Please repeat, unchanged, the lines at the top of the listing below, ending with the one that has "role, created_at, updated_at)".

▬▬▬

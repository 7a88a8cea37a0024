//! User records: creation, lookup, credential rotation, profile edits, removal.

use rusqlite::{params, Connection, OptionalExtension};

use crate::db::models::{StoredMedia, User, USER_COLUMNS};
use crate::db::{new_id, now_timestamp};
use crate::error::{conflict_on_unique, AppError, AppResult};

pub const MAX_BIO_LEN: usize = 160;

pub struct NewUser<'a> {
    pub full_name: &'a str,
    pub username: &'a str,
    pub email: &'a str,
    pub bio: &'a str,
    pub password_hash: &'a str,
    pub avatar: &'a StoredMedia,
}

/// Usernames and emails are stored trimmed and lower-cased.
pub fn normalize_handle(raw: &str) -> String {
    raw.trim().to_lowercase()
}

pub fn validate_bio(bio: &str) -> AppResult<()> {
    if bio.chars().count() > MAX_BIO_LEN {
        return Err(AppError::BadRequest(format!(
            "Bio cannot exceed {} characters",
            MAX_BIO_LEN
        )));
    }
    Ok(())
}

pub fn insert(conn: &Connection, user: &NewUser<'_>) -> AppResult<User> {
    let id = new_id();
    let now = now_timestamp();
    conn.execute(
        "INSERT INTO users (id, full_name, username, email, bio, password_hash,
                            avatar_name, avatar_type, avatar_url, avatar_storage_id,
                            role, created_at, updated_at)
         VALUES (?1, ?2, ?3, ?4, ?5, ?6, ?7, ?8, ?9, ?10, 'user', ?11, ?11)",
        params![
            id,
            user.full_name,
            user.username,
            user.email,
            user.bio,
            user.password_hash,
            user.avatar.name,
            user.avatar.kind.as_str(),
            user.avatar.url,
            user.avatar.storage_id,
            now
        ],
    )
    .map_err(|e| conflict_on_unique(e, "User already exists"))?;

    find_by_id(conn, &id)?.ok_or_else(|| AppError::Internal("inserted user vanished".into()))
}

pub fn find_by_id(conn: &Connection, id: &str) -> AppResult<Option<User>> {
    let sql = format!("SELECT {} FROM users WHERE id = ?1", USER_COLUMNS);
    Ok(conn.query_row(&sql, params![id], User::from_row).optional()?)
}

pub fn find_by_username(conn: &Connection, username: &str) -> AppResult<Option<User>> {
    let sql = format!("SELECT {} FROM users WHERE username = ?1", USER_COLUMNS);
    Ok(conn
        .query_row(&sql, params![normalize_handle(username)], User::from_row)
        .optional()?)
}

/// Resolve a username, failing with 404 when absent.
pub fn require_by_username(conn: &Connection, username: &str) -> AppResult<User> {
    find_by_username(conn, username)?.ok_or_else(|| AppError::NotFound("User not found".into()))
}

/// Login lookup: match on whichever of username / email was supplied.
pub fn find_by_login(
    conn: &Connection,
    username: Option<&str>,
    email: Option<&str>,
) -> AppResult<Option<User>> {
    let username = username.map(normalize_handle).filter(|s| !s.is_empty());
    let email = email.map(normalize_handle).filter(|s| !s.is_empty());
    let sql = format!(
        "SELECT {} FROM users WHERE username = ?1 OR email = ?2 LIMIT 1",
        USER_COLUMNS
    );
    Ok(conn
        .query_row(&sql, params![username, email], User::from_row)
        .optional()?)
}

pub fn exists_with(conn: &Connection, email: &str, username: &str) -> AppResult<bool> {
    Ok(conn.query_row(
        "SELECT COUNT(*) > 0 FROM users WHERE email = ?1 OR username = ?2",
        params![email, username],
        |r| r.get(0),
    )?)
}

/// Persist (or clear) the single live refresh token for a user.
pub fn set_refresh_token(conn: &Connection, id: &str, token: Option<&str>) -> AppResult<()> {
    conn.execute(
        "UPDATE users SET refresh_token = ?2 WHERE id = ?1",
        params![id, token],
    )?;
    Ok(())
}

pub fn set_password(conn: &Connection, id: &str, password_hash: &str) -> AppResult<()> {
    conn.execute(
        "UPDATE users SET password_hash = ?2, updated_at = ?3 WHERE id = ?1",
        params![id, password_hash, now_timestamp()],
    )?;
    Ok(())
}

#[derive(Debug, Default)]
pub struct ProfileUpdate {
    pub full_name: Option<String>,
    pub bio: Option<String>,
    pub avatar: Option<StoredMedia>,
}

/// Apply a partial profile edit. Returns the updated user and the avatar it replaced.
pub fn update_profile(
    conn: &Connection,
    id: &str,
    update: ProfileUpdate,
) -> AppResult<(User, Option<StoredMedia>)> {
    let current =
        find_by_id(conn, id)?.ok_or_else(|| AppError::NotFound("User does not exist".into()))?;

    let full_name = update.full_name.unwrap_or(current.full_name);
    let bio = update.bio.unwrap_or(current.bio);
    let (avatar, replaced) = match update.avatar {
        Some(new_avatar) => (Some(new_avatar), current.avatar),
        None => (current.avatar, None),
    };

    conn.execute(
        "UPDATE users SET full_name = ?2, bio = ?3,
                avatar_name = ?4, avatar_type = ?5, avatar_url = ?6, avatar_storage_id = ?7,
                updated_at = ?8
         WHERE id = ?1",
        params![
            id,
            full_name,
            bio,
            avatar.as_ref().map(|a| a.name.clone()),
            avatar.as_ref().map(|a| a.kind.as_str()),
            avatar.as_ref().map(|a| a.url.clone()),
            avatar.as_ref().map(|a| a.storage_id.clone()),
            now_timestamp()
        ],
    )?;

    let user =
        find_by_id(conn, id)?.ok_or_else(|| AppError::NotFound("User does not exist".into()))?;
    Ok((user, replaced))
}

/// Storage ids of every external file the user owns: avatar plus chirp media.
pub fn owned_storage_ids(conn: &Connection, id: &str) -> AppResult<Vec<String>> {
    let mut stmt = conn.prepare(
        "SELECT avatar_storage_id FROM users WHERE id = ?1 AND avatar_storage_id IS NOT NULL
         UNION ALL
         SELECT m.storage_id FROM chirp_media m
         JOIN chirps c ON c.id = m.chirp_id
         WHERE c.author_id = ?1",
    )?;
    let ids = stmt
        .query_map(params![id], |row| row.get::<_, String>(0))?
        .collect::<Result<Vec<_>, _>>()?;
    Ok(ids)
}

/// Hard-delete a user. Chirps, reshares, likes, comments and follow edges
/// go with it through the schema's cascades.
pub fn delete(conn: &Connection, id: &str) -> AppResult<bool> {
    let rows = conn.execute("DELETE FROM users WHERE id = ?1", params![id])?;
    Ok(rows > 0)
}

▬▬▬

(RESULT BELOW):
repository 7a88a8cea37a0024
//! User records: creation, lookup, credential rotation, profile edits, removal.

use rusqlite::{params, Connection, OptionalExtension};

use crate::db::models::{StoredMedia, User, USER_COLUMNS};
use crate::db::{new_id, now_timestamp};
use crate::error::{conflict_on_unique, AppError, AppResult};

pub const MAX_BIO_LEN: usize = 160;

pub struct NewUser<'a> {
    pub full_name: &'a str,
    pub username: &'a str,
    pub email: &'a str,
    pub bio: &'a str,
    pub password_hash: &'a str,
    pub avatar: &'a StoredMedia,
}

/// Usernames and emails are stored trimmed and lower-cased.
pub fn normalize_handle(raw: &str) -> String {
    raw.trim().to_lowercase()
}

pub fn validate_bio(bio: &str) -> AppResult<()> {
    if bio.chars().count() > MAX_BIO_LEN {
        return Err(AppError::BadRequest(format!(
            "Bio cannot exceed {} characters",
            MAX_BIO_LEN
        )));
    }
    Ok(())
}

pub fn insert(conn: &Connection, user: &NewUser<'_>) -> AppResult<User> {
    let id = new_id();
    let now = now_timestamp();
    conn.execute(
        "INSERT INTO users (id, full_name, username, email, bio, password_hash,
                            avatar_name, avatar_type, avatar_url, avatar_storage_id,
                            role, created_at, updated_at)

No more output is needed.